Copy each line below that includes "events".
Given information Block Start
//! Monitor loop
//!
//! Drives repeating scan-then-dispatch cycles as an explicit state machine
//! (`Idle -> Scanning -> Dispatching -> Idle`, with `Stopping -> Stopped`
//! reachable from anywhere via the cancellation token). The loop is
//! single-steppable through [`FileMonitor::run_cycle`] so tests never need
//! wall-clock waits.
//!
//! An error in one cycle is logged and the loop continues; transient trouble
//! with one file or one pass must never stop future discovery.

use super::catalog::Catalog;
use super::dispatcher::Dispatcher;
use super::error::{MonitorError, Result};
use super::scanner::Scanner;
use super::types::{CatalogStats, CycleReport};
use super::CancellationToken;
use crate::config::MonitorConfig;
use crate::events::{EventSink, MonitorEvent};
use crate::pipeline::Pipeline;
use std::fmt;
use std::sync::{mpsc, Arc, Condvar, Mutex, MutexGuard, PoisonError};
use std::thread;
use std::time::Instant;
use tracing::{error, info, warn};

/// Lifecycle state of the monitor loop.
#[derive(Debug, Clone, Copy, PartialEq, Eq)]
pub enum MonitorState {
    Idle,
    Scanning,
    Dispatching,
    Stopping,
    Stopped,
}

impl MonitorState {
    pub fn as_str(&self) -> &'static str {
        match self {
            Self::Idle => "idle",
            Self::Scanning => "scanning",
            Self::Dispatching => "dispatching",
            Self::Stopping => "stopping",
            Self::Stopped => "stopped",
        }
    }

    fn is_shutting_down(&self) -> bool {
        matches!(self, Self::Stopping | Self::Stopped)
    }
}

impl fmt::Display for MonitorState {
    fn fmt(&self, f: &mut fmt::Formatter<'_>) -> fmt::Result {
        f.write_str(self.as_str())
    }
}

/// The top-level monitor: ties scanner and dispatcher together on a cadence.
pub struct FileMonitor {
    config: MonitorConfig,
    catalog: Arc<Mutex<Catalog>>,
    scanner: Scanner,
    dispatcher: Dispatcher,
    events: Arc<dyn EventSink>,
    cancel: CancellationToken,
    state: Mutex<MonitorState>,
    // Woken by stop() so a long poll interval never delays shutdown
    wake: Arc<(Mutex<bool>, Condvar)>,
}

impl FileMonitor {
    /// Build a monitor. Fatal here: missing `base_dir`, or a catalog
    /// snapshot that exists but cannot be loaded (proceeding with unknown
    /// catalog state would reprocess or drop work).
    pub fn new(
        config: MonitorConfig,
        pipeline: Arc<dyn Pipeline>,
        events: Arc<dyn EventSink>,
    ) -> Result<Self> {
        if !config.base_dir.is_dir() {
            return Err(MonitorError::BaseDirNotFound(
                config.base_dir.display().to_string(),
            ));
        }

        let catalog = if config.memory_only {
            Catalog::new(config.retry_limit)
        } else if config.catalog_path.exists() {
            Catalog::load(&config.catalog_path, config.retry_limit)?
        } else {
            Catalog::new(config.retry_limit)
        };
        let catalog = Arc::new(Mutex::new(catalog));

        let scanner = Scanner::new(catalog.clone(), events.clone(), config.scan_settings());
        let dispatcher = Dispatcher::new(
            catalog.clone(),
            pipeline,
            events.clone(),
            config.max_workers,
        );

        Ok(Self {
            config,
            catalog,
            scanner,
            dispatcher,
            events,
            cancel: CancellationToken::new(),
            state: Mutex::new(MonitorState::Idle),
            wake: Arc::new((Mutex::new(false), Condvar::new())),
        })
    }

    pub fn state(&self) -> MonitorState {
        *self.state.lock().unwrap_or_else(PoisonError::into_inner)
    }

    pub fn catalog(&self) -> Arc<Mutex<Catalog>> {
        self.catalog.clone()
    }

    pub fn catalog_stats(&self) -> CatalogStats {
        self.lock_catalog().stats()
    }

    /// One full scan-then-dispatch pass.
    pub fn run_cycle(&self) -> Result<CycleReport> {
        self.set_phase(MonitorState::Scanning);
        let scan = match self.scanner.scan(&self.config.base_dir) {
            Ok(stats) => stats,
            Err(e) => {
                self.set_phase(MonitorState::Idle);
                return Err(e);
            }
        };

        self.set_phase(MonitorState::Dispatching);
        let candidates = self.lock_catalog().list_candidates();
        let candidate_count = candidates.len() as u64;
        let dispatch = self.dispatcher.dispatch(candidates, &self.cancel);

        let report = CycleReport {
            scan,
            candidates: candidate_count,
            dispatch,
        };

        self.persist_catalog();
        self.set_phase(MonitorState::Idle);
        self.events.emit(MonitorEvent::CycleCompleted {
            report: report.clone(),
        });
        Ok(report)
    }

    /// Start the repeating cycle on a background thread.
    pub fn start(self) -> MonitorHandle {
        let monitor = Arc::new(self);
        let loop_monitor = monitor.clone();
        let (done_tx, done_rx) = mpsc::channel();
        let thread = thread::spawn(move || {
            loop_monitor.run_loop();
            let _ = done_tx.send(());
        });
        MonitorHandle {
            monitor,
            thread: Some(thread),
            done_rx,
        }
    }

    fn run_loop(&self) {
        info!(
            base_dir = %self.config.base_dir.display(),
            interval_secs = self.config.interval_secs,
            max_workers = self.config.max_workers,
            "Monitor started"
        );
        while !self.cancel.is_cancelled() {
            if let Err(e) = self.run_cycle() {
                error!(error = %e, "Cycle failed; continuing");
            }
            if self.cancel.is_cancelled() {
                break;
            }
            self.wait_for_next_cycle();
        }
    }

    /// Timed wait between cycles, woken early by `stop()`.
    fn wait_for_next_cycle(&self) {
        let (lock, cvar) = &*self.wake;
        let deadline = Instant::now() + self.config.interval();
        let mut woken = lock.lock().unwrap_or_else(PoisonError::into_inner);
        while !*woken {
            let now = Instant::now();
            if now >= deadline {
                break;
            }
            let (guard, timeout) = cvar
                .wait_timeout(woken, deadline - now)
                .unwrap_or_else(PoisonError::into_inner);
            woken = guard;
            if timeout.timed_out() {
                break;
            }
        }
    }

    fn wake_loop(&self) {
        let (lock, cvar) = &*self.wake;
        *lock.lock().unwrap_or_else(PoisonError::into_inner) = true;
        cvar.notify_all();
    }

    fn persist_catalog(&self) {
        if self.config.memory_only {
            return;
        }
        // Fatal only at startup; mid-run the monitor keeps going in memory
        if let Err(e) = self.lock_catalog().save(&self.config.catalog_path) {
            error!(
                path = %self.config.catalog_path.display(),
                error = %e,
                "Failed to persist catalog; continuing in memory"
            );
        }
    }

    fn set_phase(&self, phase: MonitorState) {
        let mut state = self.state.lock().unwrap_or_else(PoisonError::into_inner);
        if !state.is_shutting_down() {
            *state = phase;
        }
    }

    fn set_state(&self, next: MonitorState) {
        *self.state.lock().unwrap_or_else(PoisonError::into_inner) = next;
    }

    fn lock_catalog(&self) -> MutexGuard<'_, Catalog> {
        self.catalog.lock().unwrap_or_else(PoisonError::into_inner)
    }
}

/// Handle to a started monitor. Dropping it without `stop()` leaves the
/// loop running for the life of the process.
pub struct MonitorHandle {
    monitor: Arc<FileMonitor>,
    thread: Option<thread::JoinHandle<()>>,
    done_rx: mpsc::Receiver<()>,
}

impl MonitorHandle {
    pub fn monitor(&self) -> &FileMonitor {
        &self.monitor
    }

    pub fn catalog(&self) -> Arc<Mutex<Catalog>> {
        self.monitor.catalog()
    }

    /// Cooperative shutdown: stop scheduling new cycles, let the in-flight
    /// batch drain up to the configured grace period, then fail anything
    /// still `Processing` so no record is left stuck there.
    pub fn stop(mut self) -> Result<()> {
        self.monitor.set_state(MonitorState::Stopping);
        self.monitor.cancel.cancel();
        self.monitor.wake_loop();

        match self.done_rx.recv_timeout(self.monitor.config.shutdown_grace()) {
            Ok(()) => {
                if let Some(thread) = self.thread.take() {
                    let _ = thread.join();
                }
            }
            Err(_) => {
                // Detached worker may still finish later; its final catalog
                // transition will be rejected and logged as InvalidTransition
                warn!(
                    grace_secs = self.monitor.config.shutdown_grace_secs,
                    "Shutdown grace elapsed; abandoning in-flight dispatch"
                );
            }
        }

        let (failed, requeued) = self
            .monitor
            .lock_catalog()
            .resolve_in_flight("cancelled during shutdown");
        if failed > 0 || requeued > 0 {
            warn!(failed, requeued, "Resolved in-flight records at shutdown");
        }

        if !self.monitor.config.memory_only {
            self.monitor
                .lock_catalog()
                .save(&self.monitor.config.catalog_path)?;
        }

        self.monitor.set_state(MonitorState::Stopped);
        info!("Monitor stopped");
        Ok(())
    }
}

#[cfg(test)]
mod tests {
    use super::*;
    use crate::events::MemorySink;
    use crate::monitor::types::FileState;
    use crate::pipeline::{FileRef, LogPipeline, PipelineError};
    use std::fs;
    use std::time::Duration;
    use tempfile::TempDir;

    fn test_config(dir: &TempDir) -> MonitorConfig {
        let mut config = MonitorConfig::new(dir.path());
        config.memory_only = true;
        config.interval_secs = 3600;
        config.shutdown_grace_secs = 5;
        config
    }

    fn new_monitor(config: MonitorConfig) -> FileMonitor {
        FileMonitor::new(config, Arc::new(LogPipeline), Arc::new(MemorySink::new())).unwrap()
    }

    #[test]
    fn test_missing_base_dir_is_fatal() {
        let mut config = MonitorConfig::new("/driftwatch-does-not-exist");
        config.memory_only = true;
        let result = FileMonitor::new(
            config,
            Arc::new(LogPipeline),
            Arc::new(MemorySink::new()),
        );
        assert!(matches!(result, Err(MonitorError::BaseDirNotFound(_))));
    }

    #[test]
    fn test_corrupt_snapshot_is_fatal_at_startup() {
        let dir = TempDir::new().unwrap();
        let snapshot = dir.path().join("catalog.json");
        fs::write(&snapshot, "{ not json").unwrap();

        let mut config = test_config(&dir);
        config.memory_only = false;
        config.catalog_path = snapshot;

        let result = FileMonitor::new(
            config,
            Arc::new(LogPipeline),
            Arc::new(MemorySink::new()),
        );
        assert!(matches!(result, Err(MonitorError::Persistence(_))));
    }

    #[test]
    fn test_run_cycle_processes_new_files() {
        let dir = TempDir::new().unwrap();
        fs::write(dir.path().join("a.txt"), "data").unwrap();

        let monitor = new_monitor(test_config(&dir));
        let report = monitor.run_cycle().unwrap();
        assert_eq!(report.candidates, 1);
        assert_eq!(report.dispatch.processed, 1);
        assert_eq!(monitor.state(), MonitorState::Idle);

        // Second cycle: nothing new
        let report = monitor.run_cycle().unwrap();
        assert_eq!(report.candidates, 0);
    }

    #[test]
    fn test_cycle_error_leaves_monitor_usable() {
        let dir = TempDir::new().unwrap();
        let base = dir.path().join("watched");
        fs::create_dir(&base).unwrap();

        let mut config = MonitorConfig::new(&base);
        config.memory_only = true;
        let monitor = new_monitor(config);

        fs::remove_dir(&base).unwrap();
        assert!(monitor.run_cycle().is_err());
        assert_eq!(monitor.state(), MonitorState::Idle);

        fs::create_dir(&base).unwrap();
        fs::write(base.join("late.txt"), "data").unwrap();
        let report = monitor.run_cycle().unwrap();
        assert_eq!(report.dispatch.processed, 1);
    }

    #[test]
    fn test_stop_wakes_a_long_interval_immediately() {
        let dir = TempDir::new().unwrap();
        let handle = new_monitor(test_config(&dir)).start();

        let started = Instant::now();
        handle.stop().unwrap();
        assert!(started.elapsed() < Duration::from_secs(5));
    }

    #[test]
    fn test_stop_leaves_no_record_processing() {
        struct SlowPipeline;
        impl crate::pipeline::Pipeline for SlowPipeline {
            fn process(&self, _file: &FileRef) -> std::result::Result<(), PipelineError> {
                thread::sleep(Duration::from_millis(200));
                Ok(())
            }
        }

        let dir = TempDir::new().unwrap();
        fs::write(dir.path().join("slow.txt"), "data").unwrap();

        let monitor = FileMonitor::new(
            test_config(&dir),
            Arc::new(SlowPipeline),
            Arc::new(MemorySink::new()),
        )
        .unwrap();
        let handle = monitor.start();
        let catalog = handle.catalog();

        // Let the cycle get into the slow dispatch
        thread::sleep(Duration::from_millis(50));
        handle.stop().unwrap();

        let stats = catalog.lock().unwrap().stats();
        assert_eq!(stats.processing, 0);
        assert_eq!(stats.queued, 0);
    }
}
Given information Block End
* Expected answer:
use crate::events::{EventSink, MonitorEvent};
    events: Arc<dyn EventSink>,
        events: Arc<dyn EventSink>,
        let scanner = Scanner::new(catalog.clone(), events.clone(), config.scan_settings());
            events.clone(),
            events,
        self.events.emit(MonitorEvent::CycleCompleted {
    use crate::events::MemorySink;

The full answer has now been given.